Taiwan: Milestone Gay Marriage Case Presented to Judiciary

Photo courtesy of the BBC

In what could be an historic breakthrough for LGBT rights activists in Taiwan, a group of 14 judges in the country’s highest court will deliberate upon the constitutionality of a civil code clause that bans gay marriage. If the judiciary deems the clause unconstitutional, the parliament will be tasked with reworking these laws to ensure marriage rights for same-sex couples. Factions representing both pro-gay marriage and anti-gay marriage stances have come out in full force outside of the courts in Taipei to make their voices heard. In December 2016, President Tsai Ing-wen and the Democratic Progressive Party majority government drafted a gay marriage bill which incorporates adoption rights. If the judges deem the clause unconstitutional, Taiwan may be the first country in Asia to legalise gay marriage.

 

The article below was published by the BBC:

A panel of judges at Taiwan's top court are hearing a case that could make the island the first place in Asia to introduce gay marriage.

The case has been brought by a gay activist as well as municipal authorities from the capital, Taipei.

Taiwan's parliament has also been debating whether to pass laws that would allow same-sex marriage.

The movement has split society and prompted a conservative backlash, with vocal protests in recent months.
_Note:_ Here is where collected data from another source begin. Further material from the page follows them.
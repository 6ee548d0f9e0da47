//! チェックポイントの行型と状態遷移

use std::collections::BTreeSet;
use std::fmt;

use serde::{Deserialize, Serialize};

use crate::error::ScraperError;

/// スクレイプ進行中を示す `scraped` 列の値
pub const PENDING: &str = "PENDING";

/// 自治体チェックポイントの1行
#[derive(Debug, Clone, PartialEq, Eq, Serialize, Deserialize)]
pub struct TargetRecord {
    pub ags: String,
    pub municipality: String,
    pub state: String,
    #[serde(with = "postcode_set")]
    pub postcodes: BTreeSet<String>,
    /// `None` は手動修正待ち
    pub querystring: Option<String>,
    /// 店舗リストへのパス（一度だけ設定）
    pub scraping_targets: Option<String>,
    /// 統合データセットへのパス、または `PENDING`
    pub scraped: Option<String>,
}

impl TargetRecord {
    pub const COLUMNS: [&'static str; 7] = [
        "ags",
        "municipality",
        "state",
        "postcodes",
        "querystring",
        "scraping_targets",
        "scraped",
    ];

    pub fn new(
        ags: impl Into<String>,
        municipality: impl Into<String>,
        state: impl Into<String>,
        postcodes: impl IntoIterator<Item = impl Into<String>>,
        querystring: Option<String>,
    ) -> Self {
        Self {
            ags: ags.into(),
            municipality: municipality.into(),
            state: state.into(),
            postcodes: postcodes.into_iter().map(Into::into).collect(),
            querystring,
            scraping_targets: None,
            scraped: None,
        }
    }

    pub fn get(&self, field: TargetField) -> Option<&str> {
        match field {
            TargetField::QueryString => self.querystring.as_deref(),
            TargetField::ScrapingTargets => self.scraping_targets.as_deref(),
            TargetField::Scraped => self.scraped.as_deref(),
        }
    }

    /// 1項目を更新する。書き込み済みのポインタは上書き不可
    pub fn apply(&mut self, field: TargetField, value: Option<&str>) -> Result<(), ScraperError> {
        let current = self.get(field);
        let locked = match field {
            TargetField::QueryString => false,
            TargetField::ScrapingTargets => current.is_some(),
            TargetField::Scraped => current.is_some_and(|v| v != PENDING),
        };
        if locked && current != value {
            return Err(ScraperError::WriteOnce {
                key: self.ags.clone(),
                field: field.to_string(),
            });
        }

        let value = value.map(str::to_string);
        match field {
            TargetField::QueryString => self.querystring = value,
            TargetField::ScrapingTargets => self.scraping_targets = value,
            TargetField::Scraped => self.scraped = value,
        }
        Ok(())
    }

    /// 統合データセットが書き出し済みか
    pub fn is_merged(&self) -> bool {
        self.scraped.as_deref().is_some_and(|v| v != PENDING)
    }

    pub fn accepts_postcode(&self, postcode: &str) -> bool {
        self.postcodes.contains(postcode)
    }
}

/// 更新可能な項目
#[derive(Debug, Clone, Copy, PartialEq, Eq)]
pub enum TargetField {
    QueryString,
    ScrapingTargets,
    Scraped,
}

impl fmt::Display for TargetField {
    fn fmt(&self, f: &mut fmt::Formatter<'_>) -> fmt::Result {
        let column = match self {
            TargetField::QueryString => "querystring",
            TargetField::ScrapingTargets => "scraping_targets",
            TargetField::Scraped => "scraped",
        };
        f.write_str(column)
    }
}

/// 店舗リストの1行
#[derive(Debug, Clone, PartialEq, Eq, Serialize, Deserialize)]
pub struct RestaurantListEntry {
    pub id: String,
    pub name: String,
    pub url: String,
    pub timestamp: String,
    /// 成果物へのパス。`None` は未スクレイプ
    pub scraped: Option<String>,
}

impl RestaurantListEntry {
    pub const COLUMNS: [&'static str; 5] = ["id", "name", "url", "timestamp", "scraped"];

    pub fn is_done(&self) -> bool {
        self.scraped.is_some()
    }
}

/// 店舗リストの消化状況
#[derive(Debug, Clone, Copy, PartialEq, Eq, Default)]
pub struct ListProgress {
    pub done: usize,
    pub total: usize,
}

impl ListProgress {
    pub fn of(entries: &[RestaurantListEntry]) -> Self {
        Self {
            done: entries.iter().filter(|e| e.is_done()).count(),
            total: entries.len(),
        }
    }

    pub fn pending(&self) -> usize {
        self.total - self.done
    }

    pub fn is_complete(&self) -> bool {
        self.done == self.total
    }
}

/// ターゲットの状態（この順に進む）
#[derive(Debug, Clone, Copy, PartialEq, Eq, PartialOrd, Ord, Hash)]
pub enum TargetStatus {
    /// 検索クエリの手動修正待ち
    NoQuery,
    NeedsDiscovery,
    /// 探索ステージ処理中（永続化しない）
    DiscoveryInProgress,
    NeedsScrape,
    ScrapeInProgress,
    NeedsMerge,
    Done,
}

impl TargetStatus {
    /// チェックポイントと店舗リストの状況から状態を導出
    pub fn derive(record: &TargetRecord, progress: Option<ListProgress>) -> Self {
        if record.is_merged() {
            return TargetStatus::Done;
        }
        if record.scraping_targets.is_none() {
            return match record.querystring {
                Some(_) => TargetStatus::NeedsDiscovery,
                None => TargetStatus::NoQuery,
            };
        }
        let progress = progress.unwrap_or_default();
        if progress.total > 0 && progress.is_complete() {
            TargetStatus::NeedsMerge
        } else if record.scraped.as_deref() == Some(PENDING) || progress.done > 0 {
            TargetStatus::ScrapeInProgress
        } else {
            TargetStatus::NeedsScrape
        }
    }

    /// 今回の実行で処理を進められる状態か
    pub fn is_drivable(self) -> bool {
        matches!(
            self,
            TargetStatus::NeedsDiscovery
                | TargetStatus::DiscoveryInProgress
                | TargetStatus::NeedsScrape
                | TargetStatus::ScrapeInProgress
                | TargetStatus::NeedsMerge
        )
    }
}

impl fmt::Display for TargetStatus {
    fn fmt(&self, f: &mut fmt::Formatter<'_>) -> fmt::Result {
        let name = match self {
            TargetStatus::NoQuery => "NO_QUERY",
            TargetStatus::NeedsDiscovery => "NEEDS_DISCOVERY",
            TargetStatus::DiscoveryInProgress => "DISCOVERY_IN_PROGRESS",
            TargetStatus::NeedsScrape => "NEEDS_SCRAPE",
            TargetStatus::ScrapeInProgress => "SCRAPE_IN_PROGRESS",
            TargetStatus::NeedsMerge => "NEEDS_MERGE",
            TargetStatus::Done => "DONE",
        };
        f.write_str(name)
    }
}

/// 郵便番号集合の列表現
///
/// 書き出しはカンマ区切り。読み込みは `['09337', '09350']` 形式も受け付ける。
pub(crate) mod postcode_set {
    use std::collections::BTreeSet;

    use serde::{Deserialize, Deserializer, Serializer};

    pub fn parse(raw: &str) -> BTreeSet<String> {
        raw.split(|c: char| c == ',' || c.is_whitespace())
            .map(|p| p.trim_matches(|c: char| matches!(c, '[' | ']' | '\'' | '"')))
            .filter(|p| !p.is_empty())
            .map(str::to_string)
            .collect()
    }

    pub fn serialize<S: Serializer>(set: &BTreeSet<String>, serializer: S) -> Result<S::Ok, S::Error> {
        let joined = set.iter().map(String::as_str).collect::<Vec<_>>().join(",");
        serializer.serialize_str(&joined)
    }

    pub fn deserialize<'de, D: Deserializer<'de>>(deserializer: D) -> Result<BTreeSet<String>, D::Error> {
        let raw = String::deserialize(deserializer)?;
        Ok(parse(&raw))
    }
}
A panel of 14 justices are hearing arguments and will debate whether a line in Taiwan's civil code, which states that marriage is between a man and a woman, is unconstitutional.
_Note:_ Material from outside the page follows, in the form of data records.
use std::collections::HashSet;

use chrono::Local;
use tracing::{debug, info, warn};

use crate::checkpoint::{CheckpointStore, RestaurantListEntry, TargetField, TargetRecord};
use crate::error::ScraperError;
use crate::extract::{fetch_field, parse, FetchMode, Field};
use crate::naming::restaurant_id_from_url;
use crate::traits::PageClient;

use super::types::DiscoveryOutcome;
use super::Pipeline;

/// 検索結果から拾った候補
#[derive(Debug, Clone)]
struct Candidate {
    name: Option<String>,
    url: Option<String>,
}

impl Candidate {
    fn missing(&self) -> usize {
        usize::from(self.name.is_none()) + usize::from(self.url.is_none())
    }
}

impl<C, S> Pipeline<C, S>
where
    C: PageClient,
    S: CheckpointStore,
{
    /// 1ターゲットの店舗リストを作成して保存する
    pub async fn discover(&mut self, target: &TargetRecord) -> Result<DiscoveryOutcome, ScraperError> {
        let Some(query) = target.querystring.as_deref() else {
            return Ok(DiscoveryOutcome::NoQuery);
        };
        info!(
            "Discovering restaurants for {} ({}) with query {:?}",
            target.municipality, target.ags, query
        );
        self.ensure_session().await?;

        self.client.search(query).await?;
        if self.client.opt_out_radius_broadening().await? {
            debug!("Opted out of radius broadening");
            self.pause(self.config.pacing.broaden_settle).await;
        }

        let found = self
            .client
            .top_result_address()
            .await?
            .as_deref()
            .and_then(parse::postcode);
        if !found.as_deref().is_some_and(|p| target.accepts_postcode(p)) {
            warn!(
                "Top result postcode {:?} not in {:?} for {} ({}), query needs manual fix",
                found, target.postcodes, target.municipality, target.ags
            );
            self.store.upsert(&target.ags, TargetField::QueryString, None)?;
            return Ok(DiscoveryOutcome::QueryInvalidated { found });
        }

        let candidates = self.collect_candidates().await?;
        let candidates = dedup_by_restaurant(candidates);

        let rows = candidates.len();
        let missing: usize = candidates.iter().map(Candidate::missing).sum();
        let entries = to_list_entries(&candidates);
        if rows == 0 || missing > rows || entries.is_empty() {
            warn!(
                "Restaurant list for {} ({}) failed validation: {} rows, {} missing fields",
                target.municipality, target.ags, rows, missing
            );
            self.client.debug_snapshot("discovery-validation").await?;
            return Ok(DiscoveryOutcome::ValidationFailed { rows, missing });
        }

        let list = self.layout.restaurant_list(&target.municipality, &target.ags);
        self.store.write_restaurant_list(&list, &entries)?;
        self.store
            .upsert(&target.ags, TargetField::ScrapingTargets, Some(&list))?;
        info!(
            "Saved {} restaurants for {} ({}) to {}",
            entries.len(),
            target.municipality,
            target.ags,
            list
        );
        Ok(DiscoveryOutcome::Persisted {
            list,
            entries: entries.len(),
        })
    }

    /// 検索結果ページを順に送り、口コミのある店舗を集める
    async fn collect_candidates(&mut self) -> Result<Vec<Candidate>, ScraperError> {
        let mut candidates = Vec::new();
        let mut page: u32 = 1;
        loop {
            let entries = self.client.list_entries().await?;
            debug!("Result page {}: {} entries", page, entries.len());

            let mut reviewless = 0;
            let mut exhausted = false;
            for entry in &entries {
                if !self.client.entry_has_reviews(entry).await? {
                    reviewless += 1;
                    if reviewless >= self.config.reviewless_entry_limit {
                        debug!("{} reviewless entries on page {}, stopping", reviewless, page);
                        exhausted = true;
                        break;
                    }
                    continue;
                }
                let name = fetch_field(&mut self.client, entry, Field::EntryName, FetchMode::Primary).await?;
                let url = fetch_field(&mut self.client, entry, Field::EntryUrl, FetchMode::Primary).await?;
                candidates.push(Candidate { name, url });
            }

            if exhausted || page >= self.config.max_result_pages {
                break;
            }
            if !self.client.next_page(page).await? {
                break;
            }
            page += 1;
            self.pause(self.config.pacing.page_turn).await;
        }
        Ok(candidates)
    }
}

/// 同じレストランの重複を除去（先に出たものを残す）
///
/// 広告枠などでスラッグ違いのURLが出るため、識別子が導出できれば識別子で、
/// できなければURLで比較する。
fn dedup_by_restaurant(candidates: Vec<Candidate>) -> Vec<Candidate> {
    let mut seen = HashSet::new();
    candidates
        .into_iter()
        .filter(|c| match &c.url {
            Some(url) => seen.insert(restaurant_id_from_url(url).unwrap_or_else(|| url.clone())),
            None => true,
        })
        .collect()
}

/// 識別子を導出できた候補だけをリスト行にする
fn to_list_entries(candidates: &[Candidate]) -> Vec<RestaurantListEntry> {
    let timestamp = Local::now().format("%Y-%m-%d, %H:%M:%S").to_string();
    candidates
        .iter()
        .filter_map(|c| {
            let url = c.url.as_ref()?;
            let Some(id) = restaurant_id_from_url(url) else {
                debug!("Skipping entry without restaurant id: {}", url);
                return None;
            };
            Some(RestaurantListEntry {
                id,
                name: c.name.clone().unwrap_or_default(),
                url: url.clone(),
                timestamp: timestamp.clone(),
                scraped: None,
            })
        })
        .collect()
}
Veteran gay activist Chi Chia-wei, whose attempt at registering marriage with his partner in 2013 was rejected, had petitioned for the case to be heard.
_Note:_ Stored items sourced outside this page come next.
//! 再開可能な進捗管理
//!
//! 自治体単位のチェックポイントと、自治体ごとの店舗リストの2段構成。

mod csv_store;
mod store;
mod types;

pub use csv_store::CsvCheckpointStore;
pub use store::CheckpointStore;
pub use types::{
    ListProgress, RestaurantListEntry, TargetField, TargetRecord, TargetStatus, PENDING,
};

pub(crate) use types::postcode_set;
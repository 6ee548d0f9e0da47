//! ブラウザ操作（chromiumoxide）

mod client;
mod script;

pub use client::ChromiumClient;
Taipei city authorities, who have been receiving requests for gay marriage, had also petitioned for clarity.

The hearing lasts only one day, but could be a decisive turning point in Taiwan's decades-long debate on whether to legalise same-sex marriage.

It's the first time the judiciary is opening the Constitutional Court on the issue. If the judges rule that Taiwan's current ban is unconstitutional, then parliament will be forced to amend the laws to offer gay couples protection.

Lawmakers, while initially supportive, have become less enthusiastic about passing such bills after vocal opposition by mainly religious groups and parents.

If the judges rule in favour of it, they will in essence be doing the dirty work for lawmakers, who can then tell their voters they have no choice but to amend the laws.

But it's still unclear how this would play out.

If same-sex marriage is approved, the LGBT community does not want a separate law to be created that only gives some protection to same-sex partners.

They want current family laws to be amended so that gay couples would be treated the same as heterosexual couples, as they would then get equal rights and treatment in all matters, including adoption of children.

Legal experts and government officials are taking part in the hearing, after which the justices will debate among themselves. The ruling is expected to come out in two months' time.

Gay rights campaigners carrying rainbow flags, turned up in front of the court in Taipei, as did anti-gay marriage protesters.

In December Taiwan's parliament approved the first draft of a bill to legalise gay marriage, with a second reading due in months.

President Tsai Ing-wen has previously said she would support marriage equality. Taiwan is known for its progressive values and energetic LGBTQ movement.

But rallies by gay rights activists in recent months have been met with protests from conservative groups and calls for the same-sex marriage bill to be struck down.